**Work required**
A verbatim reproduction of the lines below, from the line containing "impl PushGateway for" through the line containing "self.sent.lock().await.push(message.clone());", both ends included, is the whole required output.

==== Supplied data

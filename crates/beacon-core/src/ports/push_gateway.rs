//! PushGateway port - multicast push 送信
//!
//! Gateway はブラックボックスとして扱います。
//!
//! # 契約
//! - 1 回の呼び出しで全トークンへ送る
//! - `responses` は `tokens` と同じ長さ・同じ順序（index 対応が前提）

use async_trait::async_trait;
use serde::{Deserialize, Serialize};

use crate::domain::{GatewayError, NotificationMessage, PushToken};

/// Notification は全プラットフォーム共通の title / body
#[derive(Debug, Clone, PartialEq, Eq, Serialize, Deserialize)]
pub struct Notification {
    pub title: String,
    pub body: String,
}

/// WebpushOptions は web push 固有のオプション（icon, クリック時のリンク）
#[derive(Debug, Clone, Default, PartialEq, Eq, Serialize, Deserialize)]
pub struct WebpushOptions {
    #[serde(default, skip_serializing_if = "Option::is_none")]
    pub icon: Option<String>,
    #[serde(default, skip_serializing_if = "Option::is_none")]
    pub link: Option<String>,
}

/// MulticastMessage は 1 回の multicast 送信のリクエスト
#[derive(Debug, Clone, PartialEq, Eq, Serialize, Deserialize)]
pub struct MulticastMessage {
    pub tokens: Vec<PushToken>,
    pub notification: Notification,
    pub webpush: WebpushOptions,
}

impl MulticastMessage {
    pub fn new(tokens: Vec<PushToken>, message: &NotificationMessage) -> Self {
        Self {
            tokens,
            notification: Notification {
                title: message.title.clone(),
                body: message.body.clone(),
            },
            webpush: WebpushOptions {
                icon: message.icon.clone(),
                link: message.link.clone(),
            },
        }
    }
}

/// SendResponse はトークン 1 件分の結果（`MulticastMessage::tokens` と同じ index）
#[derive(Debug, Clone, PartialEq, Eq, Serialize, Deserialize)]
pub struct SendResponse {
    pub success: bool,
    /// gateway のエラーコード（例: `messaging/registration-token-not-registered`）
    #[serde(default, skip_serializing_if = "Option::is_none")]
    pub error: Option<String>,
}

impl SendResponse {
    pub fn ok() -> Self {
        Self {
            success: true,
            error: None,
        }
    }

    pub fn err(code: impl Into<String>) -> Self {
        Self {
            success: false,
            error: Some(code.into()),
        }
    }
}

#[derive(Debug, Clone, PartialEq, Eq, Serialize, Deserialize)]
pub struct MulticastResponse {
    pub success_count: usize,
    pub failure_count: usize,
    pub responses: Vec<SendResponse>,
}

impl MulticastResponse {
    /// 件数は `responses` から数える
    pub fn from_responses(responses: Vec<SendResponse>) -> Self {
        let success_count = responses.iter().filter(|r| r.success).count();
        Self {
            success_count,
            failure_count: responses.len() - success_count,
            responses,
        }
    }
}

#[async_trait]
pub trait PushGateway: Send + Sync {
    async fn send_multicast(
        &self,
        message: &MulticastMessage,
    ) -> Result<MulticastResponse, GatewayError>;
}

========
==== Supplied data

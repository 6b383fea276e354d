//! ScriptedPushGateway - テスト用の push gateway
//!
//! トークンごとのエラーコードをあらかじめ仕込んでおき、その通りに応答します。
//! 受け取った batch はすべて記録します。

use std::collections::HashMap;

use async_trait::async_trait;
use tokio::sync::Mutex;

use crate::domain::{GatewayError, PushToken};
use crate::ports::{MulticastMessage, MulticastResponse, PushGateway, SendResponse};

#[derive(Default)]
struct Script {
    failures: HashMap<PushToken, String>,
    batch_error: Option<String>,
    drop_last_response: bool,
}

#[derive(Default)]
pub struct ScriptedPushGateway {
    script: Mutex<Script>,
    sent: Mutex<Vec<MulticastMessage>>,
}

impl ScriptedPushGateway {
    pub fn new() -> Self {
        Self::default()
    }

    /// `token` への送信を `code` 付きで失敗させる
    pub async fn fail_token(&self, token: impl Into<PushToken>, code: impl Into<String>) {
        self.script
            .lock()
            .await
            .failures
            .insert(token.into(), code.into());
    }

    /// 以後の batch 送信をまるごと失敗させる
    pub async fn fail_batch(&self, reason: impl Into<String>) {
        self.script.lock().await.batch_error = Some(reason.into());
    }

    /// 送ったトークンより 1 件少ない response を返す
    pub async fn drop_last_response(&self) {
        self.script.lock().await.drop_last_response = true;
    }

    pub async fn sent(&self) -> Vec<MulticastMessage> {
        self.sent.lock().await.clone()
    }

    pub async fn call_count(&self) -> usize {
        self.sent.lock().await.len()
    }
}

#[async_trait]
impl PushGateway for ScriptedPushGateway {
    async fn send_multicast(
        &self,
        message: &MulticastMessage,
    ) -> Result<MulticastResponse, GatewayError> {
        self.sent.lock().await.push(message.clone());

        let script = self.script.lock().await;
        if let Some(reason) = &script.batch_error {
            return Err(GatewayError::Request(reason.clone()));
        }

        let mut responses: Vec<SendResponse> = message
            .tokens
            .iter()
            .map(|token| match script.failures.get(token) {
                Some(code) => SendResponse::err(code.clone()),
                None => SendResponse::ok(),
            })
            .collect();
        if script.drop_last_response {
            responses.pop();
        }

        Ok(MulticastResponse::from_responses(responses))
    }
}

========
==== Supplied data

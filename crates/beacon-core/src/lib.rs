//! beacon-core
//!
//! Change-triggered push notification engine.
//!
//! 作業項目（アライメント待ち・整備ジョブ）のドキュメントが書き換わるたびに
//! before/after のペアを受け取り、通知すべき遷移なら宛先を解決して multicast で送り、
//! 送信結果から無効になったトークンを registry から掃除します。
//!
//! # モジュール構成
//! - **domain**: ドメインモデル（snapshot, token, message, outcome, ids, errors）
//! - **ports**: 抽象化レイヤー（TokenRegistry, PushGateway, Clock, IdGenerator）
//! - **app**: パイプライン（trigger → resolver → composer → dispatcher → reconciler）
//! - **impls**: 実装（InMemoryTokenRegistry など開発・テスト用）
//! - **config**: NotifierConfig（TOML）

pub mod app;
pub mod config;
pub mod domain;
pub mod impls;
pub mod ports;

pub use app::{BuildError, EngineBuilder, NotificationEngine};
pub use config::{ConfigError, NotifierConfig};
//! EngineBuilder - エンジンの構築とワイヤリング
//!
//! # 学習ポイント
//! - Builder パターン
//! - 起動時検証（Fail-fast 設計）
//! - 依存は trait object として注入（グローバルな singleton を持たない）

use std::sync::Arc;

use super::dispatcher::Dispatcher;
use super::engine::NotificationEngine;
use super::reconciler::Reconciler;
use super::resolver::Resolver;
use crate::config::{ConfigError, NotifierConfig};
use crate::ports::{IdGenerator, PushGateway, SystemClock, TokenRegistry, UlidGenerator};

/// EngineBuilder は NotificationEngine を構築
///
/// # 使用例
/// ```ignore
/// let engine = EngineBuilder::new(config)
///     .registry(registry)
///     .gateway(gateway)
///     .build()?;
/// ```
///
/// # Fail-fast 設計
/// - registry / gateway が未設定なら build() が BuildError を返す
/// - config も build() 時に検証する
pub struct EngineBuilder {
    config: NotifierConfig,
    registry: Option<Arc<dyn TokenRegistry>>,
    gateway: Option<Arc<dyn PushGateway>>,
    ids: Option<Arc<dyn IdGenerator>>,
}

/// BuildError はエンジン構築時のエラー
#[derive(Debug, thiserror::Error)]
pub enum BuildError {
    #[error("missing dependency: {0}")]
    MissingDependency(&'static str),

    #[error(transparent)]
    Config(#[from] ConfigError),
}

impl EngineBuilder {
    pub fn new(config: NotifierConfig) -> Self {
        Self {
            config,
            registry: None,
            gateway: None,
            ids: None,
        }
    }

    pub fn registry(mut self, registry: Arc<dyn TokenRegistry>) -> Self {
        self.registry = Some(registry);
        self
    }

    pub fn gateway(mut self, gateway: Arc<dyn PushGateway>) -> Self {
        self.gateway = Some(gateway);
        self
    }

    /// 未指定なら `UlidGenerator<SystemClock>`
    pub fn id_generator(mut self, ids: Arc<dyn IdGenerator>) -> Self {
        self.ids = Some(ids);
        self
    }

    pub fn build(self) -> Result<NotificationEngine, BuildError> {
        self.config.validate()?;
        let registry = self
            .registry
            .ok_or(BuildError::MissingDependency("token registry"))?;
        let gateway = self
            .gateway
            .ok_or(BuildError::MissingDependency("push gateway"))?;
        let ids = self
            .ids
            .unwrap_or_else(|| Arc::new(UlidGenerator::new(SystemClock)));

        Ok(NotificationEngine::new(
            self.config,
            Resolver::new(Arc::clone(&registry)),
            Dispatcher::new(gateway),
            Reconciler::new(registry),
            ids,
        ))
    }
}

========

**Result of the task**
impl PushGateway for ScriptedPushGateway {
    async fn send_multicast(
        &self,
        message: &MulticastMessage,
    ) -> Result<MulticastResponse, GatewayError> {
        self.sent.lock().await.push(message.clone());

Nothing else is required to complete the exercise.